For the beginner to yoga, the most basic aspect of meditation is learning to be focused while doing the poses and to integrate that focus through the combination of the poses with breathing. In this way, one does not need to have a dedicated sitting meditation practice, though that may come later as a result of the mental gains (meditation) that one makes in their practice of poses and breathing. So, to begin with for normal people, we simply learn to be present as we practice the poses, not thinking about this or that from the rest of our day (or our lives), and to be aware of and keep the breath flowing while we are consciously practicing the poses. In this way, the triad is complete, and the poses, breath and mental focus come together to make Yoga.

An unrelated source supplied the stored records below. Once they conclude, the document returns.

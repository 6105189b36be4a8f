//! Local estimate of points accrued since the last server heartbeat.
//!
//! The service credits up to [`MAX_POINTS`] per [`WINDOW`] of connection and
//! pushes the real totals with each heartbeat. Between heartbeats the display
//! shows a linear projection. The estimate is always derived from the last
//! heartbeat time, never accumulated tick by tick, so it cannot drift.

use std::time::Duration;

use rand::Rng;
use tokio::time::Instant;

/// Accrual window between heartbeats.
pub const WINDOW: Duration = Duration::from_secs(15 * 60);

/// Points credited for a full window.
pub const MAX_POINTS: f64 = 25.0;

/// Countdown text shown while no estimate is possible (no heartbeat yet, or overdue).
pub const CALCULATING: &str = "Calculating";

/// Chance per tick that a bonus is added to the projection.
const BONUS_PROBABILITY: f64 = 0.1;

/// Largest bonus added in one tick.
const MAX_BONUS: f64 = 2.0;

/// Result of one estimator tick.
#[derive(Debug, Clone, PartialEq)]
pub struct Estimate {
    pub potential_points: f64,
    pub countdown: String,
}

impl Estimate {
    fn calculating(potential_points: f64) -> Self {
        Self {
            potential_points,
            countdown: CALCULATING.to_string(),
        }
    }

    /// True when the countdown shows the "Calculating" sentinel.
    pub fn is_calculating(&self) -> bool {
        self.countdown == CALCULATING
    }
}

/// Project potential points at `now` given the last heartbeat.
///
/// `rng` drives the occasional bonus; pass a seeded or mock generator for
/// reproducible results.
pub fn estimate<R: Rng + ?Sized>(
    now: Instant,
    last_heartbeat_at: Option<Instant>,
    rng: &mut R,
) -> Estimate {
    let Some(last) = last_heartbeat_at else {
        return Estimate::calculating(0.0);
    };

    let elapsed = now.saturating_duration_since(last);
    if elapsed >= WINDOW {
        return Estimate::calculating(MAX_POINTS);
    }

    let fraction = elapsed.as_secs_f64() / WINDOW.as_secs_f64();
    let mut points = round2((fraction * MAX_POINTS).min(MAX_POINTS));
    if rng.gen_bool(BONUS_PROBABILITY) {
        let bonus = rng.gen_range(0.0..=MAX_BONUS);
        points = round2((points + bonus).min(MAX_POINTS));
    }

    Estimate {
        potential_points: points,
        countdown: format_countdown(WINDOW - elapsed),
    }
}

/// `"{m}m {s}s"`, whole seconds rounded down.
pub fn format_countdown(remaining: Duration) -> String {
    let secs = remaining.as_secs();
    format!("{}m {}s", secs / 60, secs % 60)
}

fn round2(value: f64) -> f64 {
    (value * 100.0).round() / 100.0
}
//! Status reporter: the display sink.
//!
//! Logs the selected session whenever its visible state changes and a fleet
//! summary on a fixed interval. Estimator ticks alone (countdown, potential
//! points) do not produce a line.

use std::sync::Arc;
use std::time::Duration;

use tokio::sync::broadcast::error::RecvError;
use tokio::task::JoinHandle;
use tokio::time::Interval;
use tracing::{debug, info};

use crate::registry::{RegistryEvent, SessionRegistry};
use crate::session::{ConnectionState, Session};

/// Fields of the selected session worth a log line when they change.
#[derive(Debug, Clone, PartialEq, Eq)]
struct Headline {
    id: usize,
    state: ConnectionState,
    points_total: u64,
    points_today: u64,
    status: String,
}

impl Headline {
    fn of(s: &Session) -> Self {
        Self {
            id: s.id,
            state: s.connection_state,
            points_total: s.points_total,
            points_today: s.points_today,
            status: s.status_message.clone(),
        }
    }
}

/// Aggregate view of every session.
#[derive(Debug, Clone, Default, PartialEq)]
pub struct FleetSummary {
    pub sessions: usize,
    pub connected: usize,
    pub errored: usize,
    pub points_total: u64,
    pub points_today: u64,
    pub potential_points: f64,
}

pub fn summarize(sessions: &[Session]) -> FleetSummary {
    sessions.iter().fold(
        FleetSummary {
            sessions: sessions.len(),
            ..FleetSummary::default()
        },
        |mut acc, s| {
            match s.connection_state {
                ConnectionState::Connected => acc.connected += 1,
                ConnectionState::Errored => acc.errored += 1,
                _ => {}
            }
            acc.points_total += s.points_total;
            acc.points_today += s.points_today;
            acc.potential_points += s.potential_points;
            acc
        },
    )
}

/// Spawn the reporter. An `interval` of zero disables the periodic summary.
pub fn spawn(registry: Arc<SessionRegistry>, interval: Duration) -> JoinHandle<()> {
    tokio::spawn(run(registry, interval))
}

async fn run(registry: Arc<SessionRegistry>, interval: Duration) {
    let mut events = registry.subscribe();
    let mut summary = (!interval.is_zero()).then(|| tokio::time::interval(interval));
    let mut last: Option<Headline> = None;

    loop {
        tokio::select! {
            event = events.recv() => match event {
                Ok(RegistryEvent::SelectionChanged(_)) => {
                    last = None;
                    report_selected(&registry, &mut last);
                }
                Ok(RegistryEvent::SessionChanged(id)) if id == registry.selected_index() => {
                    report_selected(&registry, &mut last);
                }
                Ok(RegistryEvent::SessionChanged(_)) => {}
                Err(RecvError::Lagged(n)) => {
                    debug!("Reporter skipped {n} events");
                    report_selected(&registry, &mut last);
                }
                Err(RecvError::Closed) => break,
            },
            () = next_tick(&mut summary) => {
                let s = summarize(&registry.snapshot_all());
                info!(
                    sessions = s.sessions,
                    connected = s.connected,
                    errored = s.errored,
                    points_total = s.points_total,
                    points_today = s.points_today,
                    "Fleet: {:.2} potential points pending",
                    s.potential_points
                );
            }
        }
    }
}

async fn next_tick(interval: &mut Option<Interval>) {
    match interval {
        Some(i) => {
            i.tick().await;
        }
        None => std::future::pending().await,
    }
}

/// Log the selected session if its headline differs from `last`.
fn report_selected(registry: &SessionRegistry, last: &mut Option<Headline>) {
    let Some(session) = registry.selected() else {
        return;
    };
    let headline = Headline::of(&session);
    if last.as_ref() == Some(&headline) {
        return;
    }
    info!(
        session = session.id,
        email = %session.email(),
        state = %session.connection_state,
        points_total = session.points_total,
        points_today = session.points_today,
        countdown = %session.countdown,
        "{}",
        session.status_message
    );
    *last = Some(headline);
}
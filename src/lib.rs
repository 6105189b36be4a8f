#![deny(clippy::all)]
#![warn(clippy::pedantic)]
#![allow(clippy::module_name_repetitions)]
#![allow(clippy::must_use_candidate)]
#![allow(clippy::missing_errors_doc)]
#![allow(clippy::missing_panics_doc)]
#![allow(clippy::doc_markdown)]
#![allow(clippy::too_many_lines)]
#![allow(clippy::redundant_closure_for_method_calls)]

//! pointfarm library: the session engine behind the `pointfarm` binary.
//!
//! - `points`: deterministic point-accrual estimator
//! - `auth`: login client
//! - `socket`: WebSocket connector (direct or via HTTP CONNECT proxy)
//! - `supervisor`: per-session connect/keepalive/reconnect loop
//! - `registry`: session records and display selection
//! - `orchestrator`: fleet bootstrap and shutdown
//! - `report`: log-based display sink
//! - `accounts`, `config`: input files and configuration

pub mod accounts;
pub mod auth;
pub mod config;
pub mod error;
pub mod orchestrator;
pub mod points;
pub mod registry;
pub mod report;
pub mod session;
pub mod socket;
pub mod supervisor;

#[cfg(test)]
mod testing;

// Re-export key types at crate root for convenience.
pub use accounts::{Credentials, ProxyEndpoint};
pub use auth::{AuthClient, Authenticator};
pub use config::Config;
pub use error::{AuthError, ConfigError, TransportError};
pub use orchestrator::{BootstrapOptions, Orchestrator};
pub use registry::{RegistryEvent, SessionRegistry};
pub use session::{ConnectionState, Session};
pub use socket::{Connector, WsConnector};
//! Configuration loading for the reader.
//!
//! Two layers: `AppConfig` is operator configuration read from
//! `conf/config.toml` (logging, storage location, library manifest), while
//! `Preferences` are the user's reading knobs kept in the same string store
//! as the rest of the reader state. Missing or invalid entries fall back to
//! defaults so the UI can still launch.

mod defaults;
mod io;
mod models;
mod prefs;

pub use io::{load_config, parse_config, serialize_config};
pub use models::{AppConfig, FlowMode, FontChoice, LogLevel, ThemeMode};
pub use prefs::{MAX_FONT_SIZE_PERCENT, MIN_FONT_SIZE_PERCENT, Preferences};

With Yoga For Normal People, I am seeking to make yoga accessible to you, to everyone, to regular, average, normal people. By focusing on the physical aspect of the poses, in conjunction with training the mind to be aware of our physical self in the poses and our breathing while performing the poses, we develop the best of what yoga has to offer. This requires no changes in belief or any other aspects of your life that you value and do not wish to change. I am not teaching a belief system or philosophy. I teach a system of body maintenance that is a tool for heath, well-being and care of the one thing you really have in this world: your physical vehicle, the body.